• [What the task asks]
Please transcribe the data that follows exactly, from its first line through the line that contains "#[derive(Debug, Default, Clone)]".

Stored data:

↓↓↓

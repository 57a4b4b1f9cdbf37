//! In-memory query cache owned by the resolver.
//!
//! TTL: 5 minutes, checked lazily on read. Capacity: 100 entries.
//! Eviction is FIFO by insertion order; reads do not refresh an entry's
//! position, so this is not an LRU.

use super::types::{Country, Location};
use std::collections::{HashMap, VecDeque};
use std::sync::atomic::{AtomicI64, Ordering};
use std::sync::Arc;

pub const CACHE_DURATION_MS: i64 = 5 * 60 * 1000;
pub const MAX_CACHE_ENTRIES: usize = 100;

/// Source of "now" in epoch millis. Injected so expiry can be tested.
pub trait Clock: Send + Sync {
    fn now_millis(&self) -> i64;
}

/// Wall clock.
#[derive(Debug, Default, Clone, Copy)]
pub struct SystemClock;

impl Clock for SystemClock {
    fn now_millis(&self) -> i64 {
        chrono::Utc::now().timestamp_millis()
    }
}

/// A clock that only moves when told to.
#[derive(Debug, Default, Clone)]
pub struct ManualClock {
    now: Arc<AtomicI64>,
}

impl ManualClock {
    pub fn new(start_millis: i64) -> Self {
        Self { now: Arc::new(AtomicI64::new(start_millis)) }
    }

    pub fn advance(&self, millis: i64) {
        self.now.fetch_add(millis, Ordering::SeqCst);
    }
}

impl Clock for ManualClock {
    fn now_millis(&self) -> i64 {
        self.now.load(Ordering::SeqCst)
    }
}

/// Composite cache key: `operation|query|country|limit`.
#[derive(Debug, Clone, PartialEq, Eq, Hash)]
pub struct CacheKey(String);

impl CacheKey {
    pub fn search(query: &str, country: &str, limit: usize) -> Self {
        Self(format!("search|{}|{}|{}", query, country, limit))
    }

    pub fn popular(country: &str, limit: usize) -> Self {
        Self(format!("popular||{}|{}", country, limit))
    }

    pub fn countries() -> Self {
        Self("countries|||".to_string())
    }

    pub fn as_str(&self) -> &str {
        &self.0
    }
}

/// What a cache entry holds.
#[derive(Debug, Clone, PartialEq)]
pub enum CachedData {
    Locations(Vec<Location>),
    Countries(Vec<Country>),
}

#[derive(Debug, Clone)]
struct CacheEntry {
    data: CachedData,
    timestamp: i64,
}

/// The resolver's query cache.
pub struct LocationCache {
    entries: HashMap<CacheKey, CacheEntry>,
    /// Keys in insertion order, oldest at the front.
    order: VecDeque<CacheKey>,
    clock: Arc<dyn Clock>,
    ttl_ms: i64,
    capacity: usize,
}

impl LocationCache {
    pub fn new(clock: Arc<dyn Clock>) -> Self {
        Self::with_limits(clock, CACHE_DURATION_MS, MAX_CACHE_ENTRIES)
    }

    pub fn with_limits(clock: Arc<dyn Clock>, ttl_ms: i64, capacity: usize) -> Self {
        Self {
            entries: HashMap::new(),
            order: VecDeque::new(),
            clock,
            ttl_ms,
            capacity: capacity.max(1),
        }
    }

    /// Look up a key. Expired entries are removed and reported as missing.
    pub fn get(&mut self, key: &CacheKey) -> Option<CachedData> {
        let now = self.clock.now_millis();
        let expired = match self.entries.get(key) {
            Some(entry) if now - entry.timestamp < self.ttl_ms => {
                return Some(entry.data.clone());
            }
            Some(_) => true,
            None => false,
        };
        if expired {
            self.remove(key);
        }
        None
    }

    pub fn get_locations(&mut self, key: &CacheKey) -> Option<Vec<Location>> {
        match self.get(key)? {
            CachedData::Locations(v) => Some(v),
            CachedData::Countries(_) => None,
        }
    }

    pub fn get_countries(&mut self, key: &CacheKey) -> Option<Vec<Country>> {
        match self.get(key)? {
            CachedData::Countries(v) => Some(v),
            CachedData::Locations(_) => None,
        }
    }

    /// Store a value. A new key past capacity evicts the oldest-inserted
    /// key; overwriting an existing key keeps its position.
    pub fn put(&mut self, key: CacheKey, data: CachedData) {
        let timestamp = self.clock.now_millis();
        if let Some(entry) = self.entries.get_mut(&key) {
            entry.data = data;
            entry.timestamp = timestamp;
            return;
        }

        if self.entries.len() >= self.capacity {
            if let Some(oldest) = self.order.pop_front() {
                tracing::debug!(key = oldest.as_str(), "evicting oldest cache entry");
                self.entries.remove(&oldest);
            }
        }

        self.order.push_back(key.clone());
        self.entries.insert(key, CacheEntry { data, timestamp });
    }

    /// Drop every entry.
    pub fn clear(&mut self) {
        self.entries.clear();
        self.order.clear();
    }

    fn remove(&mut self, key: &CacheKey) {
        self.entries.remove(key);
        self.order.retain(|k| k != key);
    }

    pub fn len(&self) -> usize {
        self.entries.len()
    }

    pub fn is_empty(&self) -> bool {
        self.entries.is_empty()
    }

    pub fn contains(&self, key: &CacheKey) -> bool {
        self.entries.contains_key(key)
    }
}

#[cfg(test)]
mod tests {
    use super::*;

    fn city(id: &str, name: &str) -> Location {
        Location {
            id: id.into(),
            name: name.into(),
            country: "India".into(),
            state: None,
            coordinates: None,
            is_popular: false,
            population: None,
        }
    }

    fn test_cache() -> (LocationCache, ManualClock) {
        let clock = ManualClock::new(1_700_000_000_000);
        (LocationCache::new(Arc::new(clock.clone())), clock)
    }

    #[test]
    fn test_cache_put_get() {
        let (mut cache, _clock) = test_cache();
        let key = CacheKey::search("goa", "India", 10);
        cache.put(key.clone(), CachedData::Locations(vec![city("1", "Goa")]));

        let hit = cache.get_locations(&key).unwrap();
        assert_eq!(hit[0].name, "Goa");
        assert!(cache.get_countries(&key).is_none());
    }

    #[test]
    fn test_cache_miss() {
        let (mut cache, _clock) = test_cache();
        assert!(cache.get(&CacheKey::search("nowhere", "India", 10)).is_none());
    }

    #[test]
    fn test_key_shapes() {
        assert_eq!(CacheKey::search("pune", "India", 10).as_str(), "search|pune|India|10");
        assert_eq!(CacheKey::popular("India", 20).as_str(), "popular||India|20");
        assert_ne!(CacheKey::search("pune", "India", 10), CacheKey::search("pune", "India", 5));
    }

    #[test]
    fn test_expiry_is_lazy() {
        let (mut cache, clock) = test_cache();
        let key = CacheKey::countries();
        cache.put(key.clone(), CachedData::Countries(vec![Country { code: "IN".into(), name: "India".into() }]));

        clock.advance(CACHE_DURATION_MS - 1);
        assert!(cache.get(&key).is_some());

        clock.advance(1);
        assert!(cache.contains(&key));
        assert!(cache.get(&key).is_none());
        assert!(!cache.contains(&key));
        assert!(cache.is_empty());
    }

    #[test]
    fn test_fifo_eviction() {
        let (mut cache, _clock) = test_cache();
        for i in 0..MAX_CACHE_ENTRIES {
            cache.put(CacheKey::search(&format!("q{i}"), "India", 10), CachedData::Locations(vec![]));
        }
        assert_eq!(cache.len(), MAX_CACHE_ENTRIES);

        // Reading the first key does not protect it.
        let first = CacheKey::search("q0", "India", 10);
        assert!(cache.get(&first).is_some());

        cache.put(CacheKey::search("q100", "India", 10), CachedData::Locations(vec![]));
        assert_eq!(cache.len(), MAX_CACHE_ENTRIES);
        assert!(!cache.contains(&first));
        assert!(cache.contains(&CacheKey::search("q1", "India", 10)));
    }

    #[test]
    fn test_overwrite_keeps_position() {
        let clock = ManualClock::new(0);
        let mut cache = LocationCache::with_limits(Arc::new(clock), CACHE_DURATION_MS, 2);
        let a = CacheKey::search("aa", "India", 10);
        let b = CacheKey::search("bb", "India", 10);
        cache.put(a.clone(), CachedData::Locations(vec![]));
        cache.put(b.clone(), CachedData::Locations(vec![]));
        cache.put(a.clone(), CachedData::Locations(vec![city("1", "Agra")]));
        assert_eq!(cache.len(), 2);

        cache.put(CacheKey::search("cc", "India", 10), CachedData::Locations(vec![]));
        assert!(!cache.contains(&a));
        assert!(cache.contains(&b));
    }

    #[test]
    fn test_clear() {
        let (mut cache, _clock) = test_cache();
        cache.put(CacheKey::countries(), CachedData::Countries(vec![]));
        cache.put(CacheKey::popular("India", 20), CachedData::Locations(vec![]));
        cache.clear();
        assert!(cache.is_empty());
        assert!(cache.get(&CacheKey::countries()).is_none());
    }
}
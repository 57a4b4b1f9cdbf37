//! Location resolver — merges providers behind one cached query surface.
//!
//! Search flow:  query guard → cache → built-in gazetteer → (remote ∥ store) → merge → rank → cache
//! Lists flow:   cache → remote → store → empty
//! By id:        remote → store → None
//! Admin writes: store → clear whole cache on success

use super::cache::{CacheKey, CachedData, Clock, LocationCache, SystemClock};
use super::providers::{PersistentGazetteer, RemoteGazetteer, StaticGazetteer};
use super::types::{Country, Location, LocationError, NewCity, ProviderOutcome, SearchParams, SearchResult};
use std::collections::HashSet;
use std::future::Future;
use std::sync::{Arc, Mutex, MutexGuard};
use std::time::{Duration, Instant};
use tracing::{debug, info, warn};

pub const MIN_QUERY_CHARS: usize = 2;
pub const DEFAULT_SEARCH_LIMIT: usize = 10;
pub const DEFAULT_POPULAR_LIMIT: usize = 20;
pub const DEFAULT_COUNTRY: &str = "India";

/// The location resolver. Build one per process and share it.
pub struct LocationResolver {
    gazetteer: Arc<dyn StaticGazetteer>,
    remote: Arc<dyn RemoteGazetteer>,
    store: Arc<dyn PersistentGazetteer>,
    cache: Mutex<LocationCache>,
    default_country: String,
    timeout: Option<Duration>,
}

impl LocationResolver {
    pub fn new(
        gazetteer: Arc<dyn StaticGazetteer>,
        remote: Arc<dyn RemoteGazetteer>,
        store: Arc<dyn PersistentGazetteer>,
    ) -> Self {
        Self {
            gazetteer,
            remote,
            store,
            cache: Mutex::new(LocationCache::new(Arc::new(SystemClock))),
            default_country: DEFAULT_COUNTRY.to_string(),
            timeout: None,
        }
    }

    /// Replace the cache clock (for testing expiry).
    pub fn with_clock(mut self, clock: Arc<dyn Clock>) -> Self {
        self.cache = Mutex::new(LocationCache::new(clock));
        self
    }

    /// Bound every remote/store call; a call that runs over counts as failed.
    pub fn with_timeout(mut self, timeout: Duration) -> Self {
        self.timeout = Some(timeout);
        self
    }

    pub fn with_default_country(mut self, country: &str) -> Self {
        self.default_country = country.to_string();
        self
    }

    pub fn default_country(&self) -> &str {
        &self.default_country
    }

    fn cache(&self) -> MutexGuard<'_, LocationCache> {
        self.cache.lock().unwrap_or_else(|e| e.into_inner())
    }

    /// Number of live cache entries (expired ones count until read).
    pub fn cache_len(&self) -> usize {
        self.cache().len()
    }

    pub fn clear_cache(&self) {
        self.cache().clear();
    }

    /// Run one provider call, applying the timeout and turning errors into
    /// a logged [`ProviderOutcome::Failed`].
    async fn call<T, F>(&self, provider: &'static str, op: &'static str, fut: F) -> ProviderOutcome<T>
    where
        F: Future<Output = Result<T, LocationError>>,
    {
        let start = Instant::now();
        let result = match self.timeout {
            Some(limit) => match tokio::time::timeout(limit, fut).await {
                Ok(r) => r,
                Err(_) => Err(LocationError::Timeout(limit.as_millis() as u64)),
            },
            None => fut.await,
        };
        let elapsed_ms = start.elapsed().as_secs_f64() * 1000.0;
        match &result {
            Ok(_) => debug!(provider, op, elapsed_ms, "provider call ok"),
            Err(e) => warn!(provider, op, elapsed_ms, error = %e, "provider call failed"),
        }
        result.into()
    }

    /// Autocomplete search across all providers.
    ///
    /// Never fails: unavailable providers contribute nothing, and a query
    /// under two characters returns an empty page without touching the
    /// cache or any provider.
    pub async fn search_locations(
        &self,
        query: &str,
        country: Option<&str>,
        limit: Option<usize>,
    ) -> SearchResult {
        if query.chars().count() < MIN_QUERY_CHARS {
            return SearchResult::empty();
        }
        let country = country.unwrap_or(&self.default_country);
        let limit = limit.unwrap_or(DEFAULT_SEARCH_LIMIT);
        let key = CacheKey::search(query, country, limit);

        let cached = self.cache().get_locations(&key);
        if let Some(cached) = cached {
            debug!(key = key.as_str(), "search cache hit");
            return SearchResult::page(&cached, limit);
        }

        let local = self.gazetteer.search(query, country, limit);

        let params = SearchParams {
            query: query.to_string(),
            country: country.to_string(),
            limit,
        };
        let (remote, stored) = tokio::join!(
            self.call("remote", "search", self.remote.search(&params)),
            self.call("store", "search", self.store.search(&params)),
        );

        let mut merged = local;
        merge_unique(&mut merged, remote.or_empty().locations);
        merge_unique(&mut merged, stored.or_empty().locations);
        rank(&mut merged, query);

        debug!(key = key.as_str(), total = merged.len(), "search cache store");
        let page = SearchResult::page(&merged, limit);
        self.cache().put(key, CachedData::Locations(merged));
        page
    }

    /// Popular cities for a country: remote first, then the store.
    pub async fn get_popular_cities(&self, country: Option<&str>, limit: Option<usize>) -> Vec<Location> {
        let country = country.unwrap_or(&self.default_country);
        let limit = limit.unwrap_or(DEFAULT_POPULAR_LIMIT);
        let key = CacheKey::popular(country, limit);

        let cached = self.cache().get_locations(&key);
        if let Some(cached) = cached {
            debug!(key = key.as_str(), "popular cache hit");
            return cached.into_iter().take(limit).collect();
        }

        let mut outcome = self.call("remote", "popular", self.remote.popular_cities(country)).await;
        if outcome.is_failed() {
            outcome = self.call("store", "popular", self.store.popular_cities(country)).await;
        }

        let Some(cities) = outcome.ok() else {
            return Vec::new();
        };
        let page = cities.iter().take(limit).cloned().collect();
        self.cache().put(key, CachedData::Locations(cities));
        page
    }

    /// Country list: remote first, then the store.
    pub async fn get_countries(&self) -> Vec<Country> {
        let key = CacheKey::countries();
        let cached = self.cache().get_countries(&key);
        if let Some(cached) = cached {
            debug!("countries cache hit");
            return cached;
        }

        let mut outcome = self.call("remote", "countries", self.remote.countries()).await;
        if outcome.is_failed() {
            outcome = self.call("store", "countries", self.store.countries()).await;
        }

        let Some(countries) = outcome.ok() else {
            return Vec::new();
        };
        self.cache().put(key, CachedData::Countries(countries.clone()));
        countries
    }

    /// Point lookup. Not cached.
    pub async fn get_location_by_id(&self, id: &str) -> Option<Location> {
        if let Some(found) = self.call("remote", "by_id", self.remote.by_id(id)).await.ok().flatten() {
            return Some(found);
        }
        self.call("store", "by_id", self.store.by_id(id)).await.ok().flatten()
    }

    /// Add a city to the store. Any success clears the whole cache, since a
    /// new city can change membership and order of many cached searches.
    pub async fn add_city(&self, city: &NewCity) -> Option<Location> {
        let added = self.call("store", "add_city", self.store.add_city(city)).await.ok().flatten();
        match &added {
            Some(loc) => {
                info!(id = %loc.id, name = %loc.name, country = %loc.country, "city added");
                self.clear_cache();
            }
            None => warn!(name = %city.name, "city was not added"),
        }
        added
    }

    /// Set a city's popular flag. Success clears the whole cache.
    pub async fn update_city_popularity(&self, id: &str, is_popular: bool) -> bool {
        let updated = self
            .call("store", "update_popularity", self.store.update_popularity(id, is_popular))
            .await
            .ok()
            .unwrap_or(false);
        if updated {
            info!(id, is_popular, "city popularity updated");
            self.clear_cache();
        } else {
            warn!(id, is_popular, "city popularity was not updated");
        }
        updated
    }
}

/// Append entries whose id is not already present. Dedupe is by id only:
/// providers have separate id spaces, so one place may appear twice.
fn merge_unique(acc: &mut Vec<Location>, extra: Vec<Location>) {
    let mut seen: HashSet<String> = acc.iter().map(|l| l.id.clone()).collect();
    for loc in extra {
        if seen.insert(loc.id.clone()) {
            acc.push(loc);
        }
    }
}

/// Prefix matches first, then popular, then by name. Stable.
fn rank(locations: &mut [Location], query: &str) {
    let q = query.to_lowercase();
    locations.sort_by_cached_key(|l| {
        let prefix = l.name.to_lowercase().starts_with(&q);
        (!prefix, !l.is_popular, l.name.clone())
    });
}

↑↑↑

• [Written solution]
repository 57a4b4b1f9cdbf37
//! In-memory query cache owned by the resolver.
//!
//! TTL: 5 minutes, checked lazily on read. Capacity: 100 entries.
//! Eviction is FIFO by insertion order; reads do not refresh an entry's
//! position, so this is not an LRU.

use super::types::{Country, Location};
use std::collections::{HashMap, VecDeque};
use std::sync::atomic::{AtomicI64, Ordering};
use std::sync::Arc;

pub const CACHE_DURATION_MS: i64 = 5 * 60 * 1000;
pub const MAX_CACHE_ENTRIES: usize = 100;

/// Source of "now" in epoch millis. Injected so expiry can be tested.
pub trait Clock: Send + Sync {
    fn now_millis(&self) -> i64;
}

/// Wall clock.
#[derive(Debug, Default, Clone, Copy)]
pub struct SystemClock;

impl Clock for SystemClock {
    fn now_millis(&self) -> i64 {
        chrono::Utc::now().timestamp_millis()
    }
}

/// A clock that only moves when told to.
#[derive(Debug, Default, Clone)]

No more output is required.